> [ASSIGNED TASK]
Transcribe every record that appears below, exactly and in full.

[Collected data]
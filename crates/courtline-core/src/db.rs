// SQLite-backed history store.
//
// Implements `HistoryReader` over locally stored results, rankings, aliases
// and performance ratings, and keeps the stake audit trail.

use std::collections::{HashMap, HashSet};
use std::sync::atomic::{AtomicU64, Ordering};
use std::sync::{Arc, Mutex, MutexGuard, RwLock};

use anyhow::{bail, Context, Result};
use chrono::NaiveDate;
use rusqlite::types::Value;
use rusqlite::{params, params_from_iter, Connection, OptionalExtension, Row};
use tracing::{debug, warn};

use crate::audit::StakeAuditRecord;
use crate::history::{HistoryReader, MatchQuery};
use crate::model::{
    BoxScore, HeadToHead, MatchRecord, PlayerId, PlayerProfile, RankingSnapshot, Surface,
};

const DATE_FMT: &str = "%Y-%m-%d";

/// Upper bound on alias chain length; guards against accidental cycles.
const MAX_ALIAS_HOPS: usize = 16;

const MATCH_COLUMNS: &str = "id, match_date, winner_id, loser_id, winner_rank, loser_rank, \
     surface, tournament, score, best_of, winner_games, loser_games, duration_minutes, \
     retired, walkover, box_score";

/// Latest rank per canonical player plus the worst rank on record.
/// Built once in full and then shared read-only.
#[derive(Debug, Default)]
struct RankingIndex {
    latest: HashMap<PlayerId, (NaiveDate, u32)>,
    lowest_observed: Option<u32>,
}

/// SQLite-backed store for match history and the stake audit trail.
pub struct Database {
    conn: Mutex<Connection>,
    rankings: RwLock<Option<Arc<RankingIndex>>>,
    /// Bumped on every ranking invalidation. An index built under an older
    /// generation is served to its caller but never published.
    rankings_generation: AtomicU64,
}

> [YOUR RESPONSE]
filename crates/courtline-core/src/db.rs
// SQLite-backed history store.
//
// Implements `HistoryReader` over locally stored results, rankings, aliases
// and performance ratings, and keeps the stake audit trail.

use std::collections::{HashMap, HashSet};
use std::sync::atomic::{AtomicU64, Ordering};
use std::sync::{Arc, Mutex, MutexGuard, RwLock};

use anyhow::{bail, Context, Result};
use chrono::NaiveDate;
use rusqlite::types::Value;
use rusqlite::{params, params_from_iter, Connection, OptionalExtension, Row};
use tracing::{debug, warn};

use crate::audit::StakeAuditRecord;
use crate::history::{HistoryReader, MatchQuery};
use crate::model::{
    BoxScore, HeadToHead, MatchRecord, PlayerId, PlayerProfile, RankingSnapshot, Surface,
};

const DATE_FMT: &str = "%Y-%m-%d";

/// Upper bound on alias chain length; guards against accidental cycles.
const MAX_ALIAS_HOPS: usize = 16;

const MATCH_COLUMNS: &str = "id, match_date, winner_id, loser_id, winner_rank, loser_rank, \
     surface, tournament, score, best_of, winner_games, loser_games, duration_minutes, \
     retired, walkover, box_score";

/// Latest rank per canonical player plus the worst rank on record.
/// Built once in full and then shared read-only.
#[derive(Debug, Default)]
struct RankingIndex {
    latest: HashMap<PlayerId, (NaiveDate, u32)>,
    lowest_observed: Option<u32>,
}

/// SQLite-backed store for match history and the stake audit trail.
pub struct Database {
    conn: Mutex<Connection>,
    rankings: RwLock<Option<Arc<RankingIndex>>>,
    /// Bumped on every ranking invalidation. An index built under an older
    /// generation is served to its caller but never published.
    rankings_generation: AtomicU64,
}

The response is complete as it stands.